RECORD EXCERPTS:

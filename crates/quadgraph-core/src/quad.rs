//! Quads and quad patterns

use crate::error::{Error, Result};
use crate::node::NodeRef;
use crate::value::Value;
use serde::{Deserialize, Serialize};
use std::fmt;

/// A single statement: `(subject, predicate, object, label)`
///
/// Quads are immutable once written; an update is a removal followed by an
/// insertion.
#[derive(Debug, Clone, PartialEq, Eq, Hash, Serialize, Deserialize)]
pub struct Quad {
    /// Node the statement is about
    pub subject: NodeRef,

    /// Relation being asserted
    pub predicate: NodeRef,

    /// Value or node the subject is related to
    pub object: Value,

    /// Optional context label
    pub label: Option<NodeRef>,
}

impl Quad {
    /// Create an unlabelled quad
    pub fn new<P, O>(subject: NodeRef, predicate: P, object: O) -> Self
    where
        P: Into<NodeRef>,
        O: Into<Value>,
    {
        Self {
            subject,
            predicate: predicate.into(),
            object: object.into(),
            label: None,
        }
    }

    /// Attach a label
    pub fn with_label(mut self, label: NodeRef) -> Self {
        self.label = Some(label);
        self
    }

    /// Check that subject and predicate are named
    pub fn validate(&self) -> Result<()> {
        if self.subject.is_empty() {
            return Err(Error::Validation(format!("quad has an empty subject: {}", self)));
        }
        if self.predicate.is_empty() {
            return Err(Error::Validation(format!("quad has an empty predicate: {}", self)));
        }
        Ok(())
    }
}

impl fmt::Display for Quad {
    fn fmt(&self, f: &mut fmt::Formatter<'_>) -> fmt::Result {
        write!(f, "{} {} {}", self.subject, self.predicate, self.object)?;
        if let Some(label) = &self.label {
            write!(f, " {}", label)?;
        }
        write!(f, " .")
    }
}

/// A quad template; `None` positions match anything
#[derive(Debug, Clone, Default, PartialEq, Eq)]
pub struct QuadPattern {
    pub subject: Option<NodeRef>,
    pub predicate: Option<NodeRef>,
    pub object: Option<Value>,
    pub label: Option<NodeRef>,
}

impl QuadPattern {
    /// Pattern matching every quad
    pub fn any() -> Self {
        Self::default()
    }

    /// Builder: bind the subject
    pub fn subject(mut self, subject: NodeRef) -> Self {
        self.subject = Some(subject);
        self
    }

    /// Builder: bind the predicate
    pub fn predicate(mut self, predicate: NodeRef) -> Self {
        self.predicate = Some(predicate);
        self
    }

    /// Builder: bind the object
    pub fn object<V: Into<Value>>(mut self, object: V) -> Self {
        self.object = Some(object.into());
        self
    }

    /// Builder: bind the label
    pub fn label(mut self, label: NodeRef) -> Self {
        self.label = Some(label);
        self
    }

    /// Check a quad against this pattern
    pub fn matches(&self, quad: &Quad) -> bool {
        self.subject.as_ref().is_none_or(|s| *s == quad.subject)
            && self.predicate.as_ref().is_none_or(|p| *p == quad.predicate)
            && self.object.as_ref().is_none_or(|o| *o == quad.object)
            && self
                .label
                .as_ref()
                .is_none_or(|l| quad.label.as_ref() == Some(l))
    }
}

YOUR GOAL:
Return only those lines of the records that contain the string "Debug".

EXERCISE ANSWER:
#[derive(Debug, Clone, PartialEq, Eq, Hash, Serialize, Deserialize)]
#[derive(Debug, Clone, Default, PartialEq, Eq)]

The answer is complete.